Kono Subarashii Sekai Ni Shukufuku Wo Ddl Vostfr

Mon Dieu, KonoSuba. Mon KonoSuba. Comment écrire à propos de toi sans que cela ne sonne comme une déclaration d'amour absolue et inconditionnelle ? Comment expliquer à ceux qui ne te connaissent pas encore pourquoi tu es plus qu'un simple isekai, plus qu'une parodie, plus qu'une série d'ecchi à la limite du supportable parfois ? C'est impossible. Alors je vais simplement parler de ce que tu m'as fait ressentir.
J'ai découvert KonoSuba, en version DDL VOSTFR bien sûr, il y a quelques années, un soir d'ennui profond. Je cherchais quelque chose de léger, de divertissant, quelque chose qui pourrait me sortir de la morosité ambiante. Et tu es apparu. Imparfait, chaotique, bruyant, mais ô combien attachant.
La claque initiale
La première chose qui m'a frappé, c'est l'irrévérence. L'absence totale de respect pour les codes du genre. Le héros, Kazuma, est un NEET cynique et sarcastique. L'héroïne, Aqua, est une déesse inutile, alcoolique et pleurnicharde. Megumin est une magicienne obsédée par les explosions qui ne peut lancer qu'un seul sort par jour. Et Darkness... Darkness est une masochiste obsessionnelle qui rêve de souffrir. Le casting à lui seul est une blague, un pied de nez au héroïsme convenu. Et ça fonctionne. Ça fonctionne diablement bien.
Must Read
Mais ce n'est pas que la galerie de personnages loufoques qui m'a conquis. C'est l'humour. Un humour débridé, parfois absurde, souvent vulgaire, mais toujours, toujours efficace. Je me souviens encore de la première fois où Kazuma a volé les culottes de Darkness. J'ai failli m'étouffer de rire. C'était scandaleux, hilarant, et surtout, ça m'a prouvé que KonoSuba n'avait aucune limite.
Moments de grâce (et de honte)
Il y a des moments qui restent gravés. La tentative désespérée de Kazuma de vendre Aqua à un prêteur sur gages. Megumin qui crie "EXPLOSION!" à chaque occasion, même quand ce n'est absolument pas approprié. Darkness qui se jette devant chaque attaque, espérant en secret être transpercée. Chaque épisode est une succession de gags visuels, de dialogues mordants et de situations embarrassantes.
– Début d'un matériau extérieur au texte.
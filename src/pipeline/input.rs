//! Input resolution: turn a path or URL into a local PDF file.
//!
//! pdfium opens files by path, so URLs are downloaded into a [`TempDir`]
//! that lives as long as the returned [`SourceInput`]. Both paths check the
//! `%PDF` magic up front so a wrong file fails with [`PdfMorphError::NotAPdf`]
//! instead of an opaque pdfium load error.

use crate::error::PdfMorphError;
use std::io::Read;
use std::path::{Path, PathBuf};
use tempfile::TempDir;
use tracing::{debug, info};

const PDF_MAGIC: &[u8; 4] = b"%PDF";

/// A local PDF ready to be opened.
#[derive(Debug)]
pub enum SourceInput {
    Local(PathBuf),
    /// Downloaded from a URL; the directory is removed on drop.
    Downloaded { path: PathBuf, _dir: TempDir },
}

impl SourceInput {
    pub fn path(&self) -> &Path {
        match self {
            SourceInput::Local(p) => p,
            SourceInput::Downloaded { path, .. } => path,
        }
    }
}

pub fn is_url(input: &str) -> bool {
    input.starts_with("http://") || input.starts_with("https://")
}

/// Resolve `input` to a local PDF, downloading it when it is a URL.
pub async fn resolve(input: &str, download_timeout_secs: u64) -> Result<SourceInput, PdfMorphError> {
    if is_url(input) {
        download(input, download_timeout_secs).await
    } else {
        resolve_local(Path::new(input)).map(SourceInput::Local)
    }
}

fn resolve_local(path: &Path) -> Result<PathBuf, PdfMorphError> {
    let mut file = std::fs::File::open(path).map_err(|e| match e.kind() {
        std::io::ErrorKind::PermissionDenied => PdfMorphError::PermissionDenied {
            path: path.to_path_buf(),
        },
        _ => PdfMorphError::FileNotFound {
            path: path.to_path_buf(),
        },
    })?;
    if file.metadata().map(|m| m.is_dir()).unwrap_or(false) {
        return Err(PdfMorphError::FileNotFound {
            path: path.to_path_buf(),
        });
    }

    let mut head = Vec::with_capacity(4);
    file.by_ref()
        .take(4)
        .read_to_end(&mut head)
        .map_err(|e| PdfMorphError::CorruptPdf {
            path: path.to_path_buf(),
            detail: e.to_string(),
        })?;
    check_magic(path, &head)?;

    debug!("Resolved local PDF: {}", path.display());
    Ok(path.to_path_buf())
}

/// Fail with [`PdfMorphError::NotAPdf`] unless `head` starts with `%PDF`.
fn check_magic(path: &Path, head: &[u8]) -> Result<(), PdfMorphError> {
    if head.starts_with(PDF_MAGIC) {
        return Ok(());
    }
    let mut magic = [0u8; 4];
    let n = head.len().min(4);
    magic[..n].copy_from_slice(&head[..n]);
    Err(PdfMorphError::NotAPdf {
        path: path.to_path_buf(),
        magic,
    })
}

async fn download(url: &str, timeout_secs: u64) -> Result<SourceInput, PdfMorphError> {
    info!("Downloading PDF from: {}", url);
    let failed = |reason: String| PdfMorphError::DownloadFailed {
        url: url.to_string(),
        reason,
    };

    let client = reqwest::Client::builder()
        .timeout(std::time::Duration::from_secs(timeout_secs))
        .build()
        .map_err(|e| failed(e.to_string()))?;

    let response = client.get(url).send().await.map_err(|e| {
        if e.is_timeout() {
            PdfMorphError::DownloadTimeout {
                url: url.to_string(),
                secs: timeout_secs,
            }
        } else {
            failed(e.to_string())
        }
    })?;
    if !response.status().is_success() {
        return Err(failed(format!("HTTP {}", response.status())));
    }

    let bytes = response.bytes().await.map_err(|e| {
        if e.is_timeout() {
            PdfMorphError::DownloadTimeout {
                url: url.to_string(),
                secs: timeout_secs,
            }
        } else {
            failed(e.to_string())
        }
    })?;

    let dir = TempDir::new().map_err(|e| PdfMorphError::Internal(e.to_string()))?;
    let path = dir.path().join(file_name_for(url));
    check_magic(&path, &bytes)?;
    tokio::fs::write(&path, &bytes)
        .await
        .map_err(|e| PdfMorphError::Internal(format!("Failed to write temp file: {}", e)))?;

    info!("Downloaded {} bytes to {}", bytes.len(), path.display());
    Ok(SourceInput::Downloaded { path, _dir: dir })
}

/// Last URL path segment when it looks like a file name.
fn file_name_for(url: &str) -> String {
    reqwest::Url::parse(url)
        .ok()
        .and_then(|u| {
            u.path_segments()
                .and_then(|mut s| s.next_back().map(str::to_string))
        })
        .filter(|last| last.contains('.') && !last.contains(['/', '\\']))
        .unwrap_or_else(|| "downloaded.pdf".to_string())
}

#[cfg(test)]
mod tests {
    use super::*;
    use std::io::Write;

    #[test]
    fn url_detection() {
        assert!(is_url("https://example.com/doc.pdf"));
        assert!(is_url("http://example.com/doc.pdf"));
        assert!(!is_url("/tmp/doc.pdf"));
        assert!(!is_url(""));
    }

    #[test]
    fn file_name_from_url() {
        assert_eq!(file_name_for("https://x.org/papers/a.pdf"), "a.pdf");
        assert_eq!(file_name_for("https://x.org/papers/"), "downloaded.pdf");
        assert_eq!(file_name_for("https://x.org/get?id=3"), "downloaded.pdf");
    }

    #[tokio::test]
    async fn missing_file_is_reported() {
        let err = resolve("/definitely/not/here.pdf", 5).await.unwrap_err();
        assert!(matches!(err, PdfMorphError::FileNotFound { .. }));
    }

    #[tokio::test]
    async fn wrong_magic_is_not_a_pdf() {
        let mut tmp = tempfile::NamedTempFile::new().unwrap();
        tmp.write_all(b"GIF89a...").unwrap();
        let err = resolve(tmp.path().to_str().unwrap(), 5).await.unwrap_err();
        match err {
            PdfMorphError::NotAPdf { magic, .. } => assert_eq!(&magic, b"GIF8"),
            other => panic!("unexpected: {other}"),
        }
    }

    #[tokio::test]
    async fn short_file_is_not_a_pdf() {
        let mut tmp = tempfile::NamedTempFile::new().unwrap();
        tmp.write_all(b"%P").unwrap();
        let err = resolve(tmp.path().to_str().unwrap(), 5).await.unwrap_err();
        assert!(matches!(err, PdfMorphError::NotAPdf { .. }));
    }

    #[tokio::test]
    async fn pdf_magic_resolves_locally() {
        let mut tmp = tempfile::NamedTempFile::new().unwrap();
        tmp.write_all(b"%PDF-1.7\n").unwrap();
        let resolved = resolve(tmp.path().to_str().unwrap(), 5).await.unwrap();
        assert_eq!(resolved.path(), tmp.path());
    }
}
//! The synchronous pre-pass: everything that needs the open document.

use crate::config::ConversionConfig;
use crate::document::DocumentSource;
use crate::error::PdfMorphError;
use crate::page::Page;
use crate::pipeline::drawings::{self, ClusterParams};
use crate::pipeline::{images, render, toc};
use tracing::{debug, info};

/// The part of [`ConversionConfig`] the pre-pass needs.
///
/// Plain data, so it can cross into `spawn_blocking` without the provider
/// and callback handles.
#[derive(Debug, Clone, Copy, PartialEq)]
pub struct PrepassOptions {
    pub zoom: f32,
    pub extract_images: bool,
    pub extract_drawings: bool,
    pub clustering: ClusterParams,
}

impl From<&ConversionConfig> for PrepassOptions {
    fn from(config: &ConversionConfig) -> Self {
        Self {
            zoom: config.zoom,
            extract_images: config.extract_images,
            extract_drawings: config.extract_drawings,
            clustering: config.clustering,
        }
    }
}

/// Rasterise every page and collect its image regions and outline entries.
///
/// Only a render failure aborts; extraction problems are logged inside the
/// extractors and leave the affected page with fewer regions.
pub fn prepare_pages(
    source: &dyn DocumentSource,
    options: &PrepassOptions,
) -> Result<Vec<Page>, PdfMorphError> {
    let total = source.page_count();
    let mut pages = Vec::with_capacity(total);

    // One page at a time: only the PNG outlives the iteration, the decoded
    // pixels are dropped once the page's figures are cropped.
    for number in 0..total {
        let raster = render::rasterize_page(source, number, options.zoom)?;
        let mut page = Page::new(number, raster.png);
        if options.extract_images {
            page.regions.extend(images::extract_embedded(source, number));
        }
        if options.extract_drawings {
            page.regions.extend(drawings::extract_drawings(
                source,
                number,
                &raster.pixels,
                options.zoom,
                &options.clustering,
            ));
        }
        debug!("Page {}: {} regions", number, page.regions.len());
        pages.push(page);
    }

    toc::attach_toc(&mut pages, toc::extract_toc(source));

    info!(
        "Pre-pass: {} pages, {} regions",
        pages.len(),
        pages.iter().map(|p| p.regions.len()).sum::<usize>()
    );
    Ok(pages)
}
Et puis, il y a la musique. L'OST de KonoSuba est un mélange éclectique de mélodies entraînantes et de thèmes épiques, le tout servi avec un second degré permanent. L'opening, Fantastic Dreamer, est un hymne à la joie de vivre, à l'insouciance et à la bêtise assumée. Il me donne envie de danser à chaque fois que je l'entends.
"Mais c'est juste un anime idiot !"
Kono Subarashii Sekai Ni Shukufuku Wo Review - GameReviewsAU
C'est ce que certains diront. Et ils n'auront pas totalement tort. KonoSuba n'est pas une œuvre philosophique profonde qui va changer votre vision du monde. Mais c'est un antidote à la morosité, une bouffée d'air frais dans un monde d'isekai trop sérieux. C'est une invitation à rire de soi-même, à accepter ses défauts et à embrasser le chaos.
Pourquoi ça compte (pour moi)
Alors oui, peut-être que je suis trop sentimental à propos d'une série d'animation japonaise. Peut-être que je surinterprète son importance. Mais KonoSuba, et en particulier cette version DDL VOSTFR qui m'a permis de la découvrir, m'a aidé à traverser des moments difficiles. Elle m'a rappelé qu'il est important de ne pas se prendre trop au sérieux, de savoir rire de ses propres erreurs et de trouver de la joie dans les petites choses. Et ça, ça vaut de l'or.

Où la trouver ? Cherchez, braves gens, et l'univers du DDL VOSTFR vous ouvrira ses portes. Des sites spécialisés aux forums dédiés, l'aventure ne manquera pas. Sinon, les plateformes de streaming légales proposent aussi KonoSuba, mais... est-ce vraiment la même chose que de dénicher une version DDL un peu craquée au fin fond du web ? (Ne me jugez pas !)
Allez, lancez-vous. Laissez-vous emporter par la folie de KonoSuba. Vous ne le regretterez pas. Enfin, peut-être que si. Mais au moins, vous aurez bien ri.